AIM OF THE EXERCISE
Scan the entries below and return each line that contains "derive".

(RECORDS SUPPLIED)

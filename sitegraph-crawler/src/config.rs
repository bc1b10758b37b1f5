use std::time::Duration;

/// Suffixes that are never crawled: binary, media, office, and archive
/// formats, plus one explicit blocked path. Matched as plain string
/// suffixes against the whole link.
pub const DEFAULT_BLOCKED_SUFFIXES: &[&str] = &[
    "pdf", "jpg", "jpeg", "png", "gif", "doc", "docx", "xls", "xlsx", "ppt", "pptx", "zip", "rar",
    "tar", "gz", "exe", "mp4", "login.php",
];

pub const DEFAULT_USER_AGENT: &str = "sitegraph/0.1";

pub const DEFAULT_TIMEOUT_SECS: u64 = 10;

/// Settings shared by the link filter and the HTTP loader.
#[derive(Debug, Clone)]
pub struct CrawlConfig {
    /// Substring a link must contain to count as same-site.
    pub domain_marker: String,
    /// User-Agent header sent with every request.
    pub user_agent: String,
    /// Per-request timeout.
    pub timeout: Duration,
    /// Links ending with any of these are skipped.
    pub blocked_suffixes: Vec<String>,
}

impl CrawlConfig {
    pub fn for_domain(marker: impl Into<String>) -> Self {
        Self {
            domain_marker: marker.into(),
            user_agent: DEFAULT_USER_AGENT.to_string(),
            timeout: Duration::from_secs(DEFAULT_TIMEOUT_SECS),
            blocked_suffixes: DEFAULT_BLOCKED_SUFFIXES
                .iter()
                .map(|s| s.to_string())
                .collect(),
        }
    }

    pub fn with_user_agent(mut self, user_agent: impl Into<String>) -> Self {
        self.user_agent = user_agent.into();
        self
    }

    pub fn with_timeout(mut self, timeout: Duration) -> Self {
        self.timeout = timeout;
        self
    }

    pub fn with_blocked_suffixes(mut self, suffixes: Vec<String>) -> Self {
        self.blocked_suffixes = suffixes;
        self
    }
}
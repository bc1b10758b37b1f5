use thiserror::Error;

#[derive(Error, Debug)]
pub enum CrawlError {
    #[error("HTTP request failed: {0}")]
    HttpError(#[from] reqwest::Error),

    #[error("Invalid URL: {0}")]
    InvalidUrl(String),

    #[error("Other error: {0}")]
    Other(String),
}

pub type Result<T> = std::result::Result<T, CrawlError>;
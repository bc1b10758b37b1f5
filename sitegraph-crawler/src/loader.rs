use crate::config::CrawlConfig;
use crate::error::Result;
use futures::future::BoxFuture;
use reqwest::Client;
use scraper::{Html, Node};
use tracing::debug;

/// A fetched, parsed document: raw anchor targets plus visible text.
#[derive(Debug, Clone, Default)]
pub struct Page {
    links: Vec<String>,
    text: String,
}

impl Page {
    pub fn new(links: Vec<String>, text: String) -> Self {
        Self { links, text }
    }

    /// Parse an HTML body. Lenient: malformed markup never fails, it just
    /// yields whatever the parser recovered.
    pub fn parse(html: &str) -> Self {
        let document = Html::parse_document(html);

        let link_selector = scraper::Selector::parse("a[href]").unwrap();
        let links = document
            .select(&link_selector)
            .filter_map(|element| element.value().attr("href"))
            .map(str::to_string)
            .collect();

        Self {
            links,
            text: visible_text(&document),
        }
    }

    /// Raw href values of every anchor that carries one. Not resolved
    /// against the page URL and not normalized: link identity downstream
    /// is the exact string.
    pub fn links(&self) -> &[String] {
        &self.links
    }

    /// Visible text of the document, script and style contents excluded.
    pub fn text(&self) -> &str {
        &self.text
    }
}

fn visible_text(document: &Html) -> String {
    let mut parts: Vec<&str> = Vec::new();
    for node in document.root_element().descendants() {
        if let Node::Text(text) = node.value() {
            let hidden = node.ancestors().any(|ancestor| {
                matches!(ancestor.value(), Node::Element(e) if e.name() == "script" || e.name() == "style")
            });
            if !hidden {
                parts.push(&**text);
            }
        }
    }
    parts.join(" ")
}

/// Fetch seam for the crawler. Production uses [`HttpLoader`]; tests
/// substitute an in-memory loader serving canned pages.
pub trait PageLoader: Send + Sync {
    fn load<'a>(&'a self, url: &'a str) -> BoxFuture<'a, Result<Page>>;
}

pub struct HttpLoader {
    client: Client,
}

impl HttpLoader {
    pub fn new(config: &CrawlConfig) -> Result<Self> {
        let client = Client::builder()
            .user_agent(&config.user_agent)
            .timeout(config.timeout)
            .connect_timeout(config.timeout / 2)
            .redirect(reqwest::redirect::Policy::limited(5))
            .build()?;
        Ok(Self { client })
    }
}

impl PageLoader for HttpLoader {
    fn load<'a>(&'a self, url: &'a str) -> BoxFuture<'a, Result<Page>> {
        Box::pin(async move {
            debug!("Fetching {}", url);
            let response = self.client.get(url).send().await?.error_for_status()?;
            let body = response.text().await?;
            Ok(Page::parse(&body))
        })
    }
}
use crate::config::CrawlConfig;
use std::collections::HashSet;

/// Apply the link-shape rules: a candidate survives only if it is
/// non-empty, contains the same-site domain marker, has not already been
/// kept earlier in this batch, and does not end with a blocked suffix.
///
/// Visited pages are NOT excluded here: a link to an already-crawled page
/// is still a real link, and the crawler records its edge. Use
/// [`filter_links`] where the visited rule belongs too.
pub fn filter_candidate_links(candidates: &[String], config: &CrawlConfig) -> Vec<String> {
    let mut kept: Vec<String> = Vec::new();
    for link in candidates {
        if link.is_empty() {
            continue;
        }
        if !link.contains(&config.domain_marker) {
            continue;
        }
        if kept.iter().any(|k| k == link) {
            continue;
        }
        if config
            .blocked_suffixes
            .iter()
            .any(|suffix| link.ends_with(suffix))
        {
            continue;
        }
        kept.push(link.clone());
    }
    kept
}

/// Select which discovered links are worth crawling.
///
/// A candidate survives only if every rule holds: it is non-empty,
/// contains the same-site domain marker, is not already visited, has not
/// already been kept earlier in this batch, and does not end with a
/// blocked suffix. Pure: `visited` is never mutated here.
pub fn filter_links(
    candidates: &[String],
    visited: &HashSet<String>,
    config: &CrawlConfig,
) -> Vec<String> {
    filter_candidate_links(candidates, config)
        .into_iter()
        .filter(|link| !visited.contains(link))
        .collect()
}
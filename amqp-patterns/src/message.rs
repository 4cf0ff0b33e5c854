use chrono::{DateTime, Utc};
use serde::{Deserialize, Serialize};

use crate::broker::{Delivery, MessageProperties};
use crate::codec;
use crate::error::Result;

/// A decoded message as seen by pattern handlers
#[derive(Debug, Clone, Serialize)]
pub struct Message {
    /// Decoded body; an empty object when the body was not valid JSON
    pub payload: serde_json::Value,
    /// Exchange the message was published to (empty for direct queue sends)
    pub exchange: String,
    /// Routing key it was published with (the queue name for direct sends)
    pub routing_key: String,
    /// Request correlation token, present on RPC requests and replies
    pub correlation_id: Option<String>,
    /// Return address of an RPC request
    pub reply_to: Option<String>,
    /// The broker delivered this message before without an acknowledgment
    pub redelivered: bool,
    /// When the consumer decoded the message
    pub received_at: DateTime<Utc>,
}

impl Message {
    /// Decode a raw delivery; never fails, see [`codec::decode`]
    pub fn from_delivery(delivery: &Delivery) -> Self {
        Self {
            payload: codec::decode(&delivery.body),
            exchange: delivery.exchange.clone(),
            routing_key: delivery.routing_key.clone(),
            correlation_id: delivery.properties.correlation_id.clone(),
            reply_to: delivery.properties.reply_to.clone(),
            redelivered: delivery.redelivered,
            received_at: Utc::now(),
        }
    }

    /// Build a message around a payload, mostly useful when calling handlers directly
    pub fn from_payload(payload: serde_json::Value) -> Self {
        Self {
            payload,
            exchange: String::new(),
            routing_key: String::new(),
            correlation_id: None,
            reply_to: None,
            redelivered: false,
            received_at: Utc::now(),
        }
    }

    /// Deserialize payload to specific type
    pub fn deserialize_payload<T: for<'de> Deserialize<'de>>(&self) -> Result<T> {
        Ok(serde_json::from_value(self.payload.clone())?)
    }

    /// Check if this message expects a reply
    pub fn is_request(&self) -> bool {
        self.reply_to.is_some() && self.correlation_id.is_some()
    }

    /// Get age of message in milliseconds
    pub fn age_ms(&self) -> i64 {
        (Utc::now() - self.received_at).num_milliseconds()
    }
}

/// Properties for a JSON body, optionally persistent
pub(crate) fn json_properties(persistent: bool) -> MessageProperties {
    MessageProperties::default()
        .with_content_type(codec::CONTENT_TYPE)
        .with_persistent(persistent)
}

(End RECORDS SUPPLIED)

EXPECTED ANSWER
#[derive(Debug, Clone)]
#[derive(Error, Debug)]
#[derive(Debug, Clone, Default)]
#[derive(Debug, Clone, Serialize)]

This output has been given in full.